#### [Supplied records]

------------------------------

// Module: Protocol
// Data model shared by every stage: source rows, remote form fields and the
// entries persisted in checkpoints and reports.

use chrono::{DateTime, Utc};
use serde::{Deserialize, Serialize};
use std::collections::BTreeMap;
use std::fmt;

/// Radio group that switches the form between CNPJ and CPF.
pub const PERSON_TYPE_GROUP: &str = "cf_tipo_pessoa";

/// Radio group with the active/inactive flag.
pub const ACTIVE_GROUP: &str = "cf_ativo";

/// Person type of a cadastro. Decides which document field and length apply.
#[derive(Debug, Clone, Copy, PartialEq, Eq, Hash, Serialize, Deserialize)]
#[serde(rename_all = "lowercase")]
pub enum PersonType {
    /// Pessoa Jurídica, identified by CNPJ (14 digits).
    Organization,
    /// Pessoa Física, identified by CPF (11 digits).
    Individual,
}

impl PersonType {
    /// Source flag `indfisjur`: only an explicit `F` means individual.
    pub fn from_flag(flag: Option<&str>) -> Self {
        match flag.map(str::trim) {
            Some(f) if f.eq_ignore_ascii_case("F") => Self::Individual,
            _ => Self::Organization,
        }
    }

    pub fn document_len(self) -> usize {
        match self {
            Self::Organization => 14,
            Self::Individual => 11,
        }
    }

    pub fn document_field(self) -> FormField {
        match self {
            Self::Organization => FormField::Cnpj,
            Self::Individual => FormField::Cpf,
        }
    }

    pub fn opposite(self) -> Self {
        match self {
            Self::Organization => Self::Individual,
            Self::Individual => Self::Organization,
        }
    }

    /// Value of the person type radio in the remote form.
    pub fn radio_value(self) -> &'static str {
        match self {
            Self::Organization => "Jurídica",
            Self::Individual => "Física",
        }
    }

    pub fn document_name(self) -> &'static str {
        match self {
            Self::Organization => "CNPJ",
            Self::Individual => "CPF",
        }
    }
}

/// Closed set of remote form fields the robot reads or writes.
#[derive(Debug, Clone, Copy, PartialEq, Eq, PartialOrd, Ord, Hash)]
pub enum FormField {
    TradeName,
    LegalName,
    Street,
    Number,
    Complement,
    Neighborhood,
    PostalCode,
    Phone,
    SecondaryPhone,
    Email,
    PurchasingEmail,
    StateRegistration,
    IdentityNumber,
    MunicipalRegistration,
    Cnpj,
    Cpf,
}

impl FormField {
    /// Fields that must be non-empty for the remote server-side validation.
    pub const REQUIRED: [FormField; 6] = [
        FormField::Phone,
        FormField::Email,
        FormField::PostalCode,
        FormField::Street,
        FormField::Neighborhood,
        FormField::Number,
    ];

    /// Fields the registry lookup may overwrite after the document is typed.
    pub const OBSERVABLE: [FormField; 11] = [
        FormField::TradeName,
        FormField::LegalName,
        FormField::PostalCode,
        FormField::Street,
        FormField::Number,
        FormField::Complement,
        FormField::Neighborhood,
        FormField::Phone,
        FormField::SecondaryPhone,
        FormField::Email,
        FormField::PurchasingEmail,
    ];

    /// Remote field id (without the `id_sc_field_` prefix).
    pub fn remote_id(self) -> &'static str {
        match self {
            Self::TradeName => "cf_nome_fantasia",
            Self::LegalName => "cf_nome_razao",
            Self::Street => "cf_endereco",
            Self::Number => "cf_endereco_nro",
            Self::Complement => "cf_end_complemento",
            Self::Neighborhood => "cf_bairro",
            Self::PostalCode => "cf_cepx",
            Self::Phone => "cf_telefone1x",
            Self::SecondaryPhone => "cf_telefone2x",
            Self::Email => "cf_email",
            Self::PurchasingEmail => "cf_email_compras",
            Self::StateRegistration => "cf_inscr_est",
            Self::IdentityNumber => "cf_ci",
            Self::MunicipalRegistration => "cf_inscrmunicipio",
            Self::Cnpj => "cf_cnpjx",
            Self::Cpf => "cf_cpfx",
        }
    }

    pub fn is_document(self) -> bool {
        matches!(self, Self::Cnpj | Self::Cpf)
    }

    /// Numeric fields are compared and stored as digits only.
    pub fn is_numeric(self) -> bool {
        matches!(
            self,
            Self::PostalCode | Self::Phone | Self::SecondaryPhone | Self::Cnpj | Self::Cpf
        )
    }
}

impl fmt::Display for FormField {
    fn fmt(&self, f: &mut fmt::Formatter<'_>) -> fmt::Result {
        f.write_str(self.remote_id())
    }
}

/// One row of the data set. Immutable after ingestion.
#[derive(Debug, Clone, PartialEq, Serialize, Deserialize)]
pub struct SourceRecord {
    /// Stable 0-based position in the ordered data set.
    pub index: usize,
    /// Business key (`pessoa`), the code shown in the remote listing.
    pub key: String,
    /// Human label for logs and reports (`nome`).
    pub label: String,
    pub person_type: PersonType,
    /// Raw column values, already trimmed; absent columns are simply missing.
    pub fields: BTreeMap<String, String>,
}

impl SourceRecord {
    /// Returns the raw value of a column when present and non-blank.
    pub fn get(&self, column: &str) -> Option<&str> {
        self.fields
            .get(column)
            .map(|v| v.trim())
            .filter(|v| !v.is_empty())
    }

    /// Builds a record from column pairs; label and person type come from
    /// `nome` and `indfisjur` like in ingestion.
    #[cfg(test)]
    pub fn sample(index: usize, key: &str, pairs: &[(&str, &str)]) -> Self {
        let fields: BTreeMap<String, String> = pairs
            .iter()
            .map(|(k, v)| (k.to_string(), v.to_string()))
            .collect();
        Self {
            index,
            key: key.to_string(),
            label: fields.get("nome").cloned().unwrap_or_default(),
            person_type: PersonType::from_flag(fields.get("indfisjur").map(String::as_str)),
            fields,
        }
    }
}

/// Checkpoint row for a record that finished successfully.
#[derive(Debug, Clone, PartialEq, Serialize, Deserialize)]
pub struct CompletedEntry {
    pub index: usize,
    pub key: String,
    pub timestamp: DateTime<Utc>,
}

/// Checkpoint row for a record that exhausted its attempts.
#[derive(Debug, Clone, PartialEq, Serialize, Deserialize)]
pub struct FailedEntry {
    pub index: usize,
    pub key: String,
    pub error: String,
    pub timestamp: DateTime<Utc>,
}

/// Remote auto-population disagreed with the source for one field.
#[derive(Debug, Clone, PartialEq, Serialize, Deserialize)]
pub struct DivergenceEntry {
    pub key: String,
    pub label: String,
    pub field: String,
    pub remote_value: String,
    pub source_value: String,
    pub timestamp: DateTime<Utc>,
}

/// One per record that exhausted its retries.
#[derive(Debug, Clone, PartialEq, Serialize, Deserialize)]
pub struct ErrorEntry {
    pub index: usize,
    pub key: String,
    pub label: String,
    pub code: String,
    pub error: String,
    pub attempts: u32,
    pub timestamp: DateTime<Utc>,
}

------------------------------

#### [Task description]
Everything in the listing should be given again word for word.

#### [Finished exercise]
// Module: Protocol
// Data model shared by every stage: source rows, remote form fields and the
// entries persisted in checkpoints and reports.

use chrono::{DateTime, Utc};
use serde::{Deserialize, Serialize};
use std::collections::BTreeMap;
use std::fmt;

/// Radio group that switches the form between CNPJ and CPF.
pub const PERSON_TYPE_GROUP: &str = "cf_tipo_pessoa";

/// Radio group with the active/inactive flag.
pub const ACTIVE_GROUP: &str = "cf_ativo";

/// Person type of a cadastro. Decides which document field and length apply.
#[derive(Debug, Clone, Copy, PartialEq, Eq, Hash, Serialize, Deserialize)]
#[serde(rename_all = "lowercase")]
pub enum PersonType {
    /// Pessoa Jurídica, identified by CNPJ (14 digits).
    Organization,
    /// Pessoa Física, identified by CPF (11 digits).
    Individual,
}

impl PersonType {
    /// Source flag `indfisjur`: only an explicit `F` means individual.
    pub fn from_flag(flag: Option<&str>) -> Self {
        match flag.map(str::trim) {
            Some(f) if f.eq_ignore_ascii_case("F") => Self::Individual,
            _ => Self::Organization,
        }
    }

    pub fn document_len(self) -> usize {
        match self {
            Self::Organization => 14,
            Self::Individual => 11,
        }
    }

    pub fn document_field(self) -> FormField {
        match self {
            Self::Organization => FormField::Cnpj,
            Self::Individual => FormField::Cpf,
        }
    }

    pub fn opposite(self) -> Self {
        match self {
            Self::Organization => Self::Individual,
            Self::Individual => Self::Organization,
        }
    }

    /// Value of the person type radio in the remote form.
    pub fn radio_value(self) -> &'static str {
        match self {
            Self::Organization => "Jurídica",
            Self::Individual => "Física",
        }
    }

    pub fn document_name(self) -> &'static str {
        match self {
            Self::Organization => "CNPJ",
            Self::Individual => "CPF",
        }
    }
}

/// Closed set of remote form fields the robot reads or writes.
#[derive(Debug, Clone, Copy, PartialEq, Eq, PartialOrd, Ord, Hash)]
pub enum FormField {
    TradeName,
    LegalName,
    Street,
    Number,
    Complement,
    Neighborhood,
    PostalCode,
    Phone,
    SecondaryPhone,
    Email,
    PurchasingEmail,
    StateRegistration,
    IdentityNumber,
    MunicipalRegistration,
    Cnpj,
    Cpf,
}

impl FormField {
    /// Fields that must be non-empty for the remote server-side validation.
    pub const REQUIRED: [FormField; 6] = [
        FormField::Phone,
        FormField::Email,
        FormField::PostalCode,
        FormField::Street,
        FormField::Neighborhood,
        FormField::Number,
    ];

    /// Fields the registry lookup may overwrite after the document is typed.
    pub const OBSERVABLE: [FormField; 11] = [
        FormField::TradeName,
        FormField::LegalName,
        FormField::PostalCode,
        FormField::Street,
        FormField::Number,
        FormField::Complement,
        FormField::Neighborhood,
        FormField::Phone,
        FormField::SecondaryPhone,
        FormField::Email,
        FormField::PurchasingEmail,
    ];

    /// Remote field id (without the `id_sc_field_` prefix).
    pub fn remote_id(self) -> &'static str {
        match self {
            Self::TradeName => "cf_nome_fantasia",
            Self::LegalName => "cf_nome_razao",
            Self::Street => "cf_endereco",
            Self::Number => "cf_endereco_nro",
            Self::Complement => "cf_end_complemento",
            Self::Neighborhood => "cf_bairro",
            Self::PostalCode => "cf_cepx",
            Self::Phone => "cf_telefone1x",
            Self::SecondaryPhone => "cf_telefone2x",
            Self::Email => "cf_email",
            Self::PurchasingEmail => "cf_email_compras",
            Self::StateRegistration => "cf_inscr_est",
            Self::IdentityNumber => "cf_ci",
            Self::MunicipalRegistration => "cf_inscrmunicipio",
            Self::Cnpj => "cf_cnpjx",
            Self::Cpf => "cf_cpfx",
        }
    }

    pub fn is_document(self) -> bool {
        matches!(self, Self::Cnpj | Self::Cpf)
    }

    /// Numeric fields are compared and stored as digits only.
    pub fn is_numeric(self) -> bool {
        matches!(
            self,
            Self::PostalCode | Self::Phone | Self::SecondaryPhone | Self::Cnpj | Self::Cpf
        )
    }
}

impl fmt::Display for FormField {
    fn fmt(&self, f: &mut fmt::Formatter<'_>) -> fmt::Result {
        f.write_str(self.remote_id())
    }
}

/// One row of the data set. Immutable after ingestion.
#[derive(Debug, Clone, PartialEq, Serialize, Deserialize)]
pub struct SourceRecord {
    /// Stable 0-based position in the ordered data set.
    pub index: usize,
    /// Business key (`pessoa`), the code shown in the remote listing.
    pub key: String,
    /// Human label for logs and reports (`nome`).
    pub label: String,
    pub person_type: PersonType,
    /// Raw column values, already trimmed; absent columns are simply missing.
    pub fields: BTreeMap<String, String>,
}

impl SourceRecord {
    /// Returns the raw value of a column when present and non-blank.
    pub fn get(&self, column: &str) -> Option<&str> {
        self.fields
            .get(column)
            .map(|v| v.trim())
            .filter(|v| !v.is_empty())
    }

    /// Builds a record from column pairs; label and person type come from
    /// `nome` and `indfisjur` like in ingestion.
    #[cfg(test)]
    pub fn sample(index: usize, key: &str, pairs: &[(&str, &str)]) -> Self {
        let fields: BTreeMap<String, String> = pairs
            .iter()
            .map(|(k, v)| (k.to_string(), v.to_string()))
            .collect();
        Self {
            index,
            key: key.to_string(),
            label: fields.get("nome").cloned().unwrap_or_default(),
            person_type: PersonType::from_flag(fields.get("indfisjur").map(String::as_str)),
            fields,
        }
    }
}

/// Checkpoint row for a record that finished successfully.
#[derive(Debug, Clone, PartialEq, Serialize, Deserialize)]
pub struct CompletedEntry {
    pub index: usize,
    pub key: String,
    pub timestamp: DateTime<Utc>,
}

/// Checkpoint row for a record that exhausted its attempts.
#[derive(Debug, Clone, PartialEq, Serialize, Deserialize)]
pub struct FailedEntry {
    pub index: usize,
    pub key: String,
    pub error: String,
    pub timestamp: DateTime<Utc>,
}

/// Remote auto-population disagreed with the source for one field.
#[derive(Debug, Clone, PartialEq, Serialize, Deserialize)]
pub struct DivergenceEntry {
    pub key: String,
    pub label: String,
    pub field: String,
    pub remote_value: String,
    pub source_value: String,
    pub timestamp: DateTime<Utc>,
}

/// One per record that exhausted its retries.
#[derive(Debug, Clone, PartialEq, Serialize, Deserialize)]
pub struct ErrorEntry {
    pub index: usize,
    pub key: String,
    pub label: String,
    pub code: String,
    pub error: String,
    pub attempts: u32,
    pub timestamp: DateTime<Utc>,
}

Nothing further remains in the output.